We are recruiting highly motivated Ph.D. students, as well as MS and undergrad RAs. You can read this webpage and watch this 2-min intro video to know more about us. If you are interested, please send us your CV.

Bio-inspired Visual Sensing

We are inspired by nature, which contains many examples of vision systems that are incredibly specialized, small, and efficient. Small animals, especially invertebrates, have visual systems comprised of optics and processing algorithms that synergize to excel in specific environments and at specific tasks.

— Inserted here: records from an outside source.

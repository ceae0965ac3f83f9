//! SSH key exchange (KEX) implementation (RFC 4253 Section 7).
//!
//! This module implements:
//! - SSH_MSG_KEXINIT and SSH_MSG_NEWKEYS messages
//! - Algorithm negotiation
//! - [`KexController`], the IO-free key exchange state machine
//!
//! # Key Exchange Flow
//!
//! ```text
//! Init ──start()──> AlgorithmNegotiation ──KEXINIT──> Exchange
//!   ──KEXDH_REPLY──> NewKeys ──NEWKEYS both ways──> Established
//! ```
//!
//! A rekey re-enters `AlgorithmNegotiation` from `Established`, either by
//! calling `start()` or when the server's KEXINIT arrives first. The session
//! id stays the exchange hash of the first exchange.
//!
//! # Example
//!
//! ```rust
//! use keel_proto::ssh::kex::{KexInit, NewKeys};
//! use keel_proto::ssh::Preferred;
//!
//! let kexinit = KexInit::from_preferred(&Preferred::default());
//! assert!(kexinit.kex_algorithms().contains(&"curve25519-sha256".to_string()));
//!
//! let bytes = NewKeys::new().to_bytes();
//! assert_eq!(bytes, vec![21]);
//! ```

use super::codec::{CompressionAlgorithm, DirectionKeys};
use super::config::Preferred;
use super::crypto::{CipherAlgorithm, MacAlgorithm};
use super::hostkey::{HostKeyAlgorithm, PublicKey};
use super::kex_dh::{
    derive_direction_keys, Direction, ExchangeHashInput, KexDhReply, KexMethod, KeyExchange,
};
use super::message::MessageType;
use super::wire::{expect_message, read_bool, read_name_list, read_u32, write_bool, write_name_list};
use bytes::{BufMut, BytesMut};
use keel_platform::{KeelError, KeelResult};
use rand::RngCore;
use tracing::{debug, warn};
use zeroize::Zeroizing;

/// SSH_MSG_KEXINIT message (RFC 4253 Section 7.1).
///
/// Each algorithm list is ordered by preference, most preferred first.
#[derive(Debug, Clone, PartialEq, Eq)]
pub struct KexInit {
    cookie: [u8; 16],
    kex_algorithms: Vec<String>,
    server_host_key_algorithms: Vec<String>,
    encryption_algorithms_client_to_server: Vec<String>,
    encryption_algorithms_server_to_client: Vec<String>,
    mac_algorithms_client_to_server: Vec<String>,
    mac_algorithms_server_to_client: Vec<String>,
    compression_algorithms_client_to_server: Vec<String>,
    compression_algorithms_server_to_client: Vec<String>,
    languages_client_to_server: Vec<String>,
    languages_server_to_client: Vec<String>,
    first_kex_packet_follows: bool,
}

One great example is jumping spiders, which rely on accurate depth perception for predation and navigation. They accomplish depth perception, despite their tiny brains and extremely small power budget, by using specialized optics. In a sequence of papers (ECCV 2016, IJCV 2017, ICCV 2017, PNAS 2019), we designed efficient depth perception algorithms and compact optics that mimic this capability. Parts of the work were recognized by the Best Student Paper Award at ECCV 2016 and the Best Demo Award at ICCP 2018.

Incorporating Optics into Computation

Computational visual sensors rely on both optics and algorithms to perform the computation to extract information from the visual input. We establish frameworks that enable the end-to-end optimization of optics and algorithms, which allow the joint consideration of accuracy, computational complexity, sensor complexity, and light efficiency.

In particular, we adopt the metalens as the sample optics to optimize, to leverage its incredible compactness and capability of manipulating light with unprecedented control of angle, spectrum, and polarization (PNAS 2019). This is possible thanks to the recent maturation of metalens fabrication.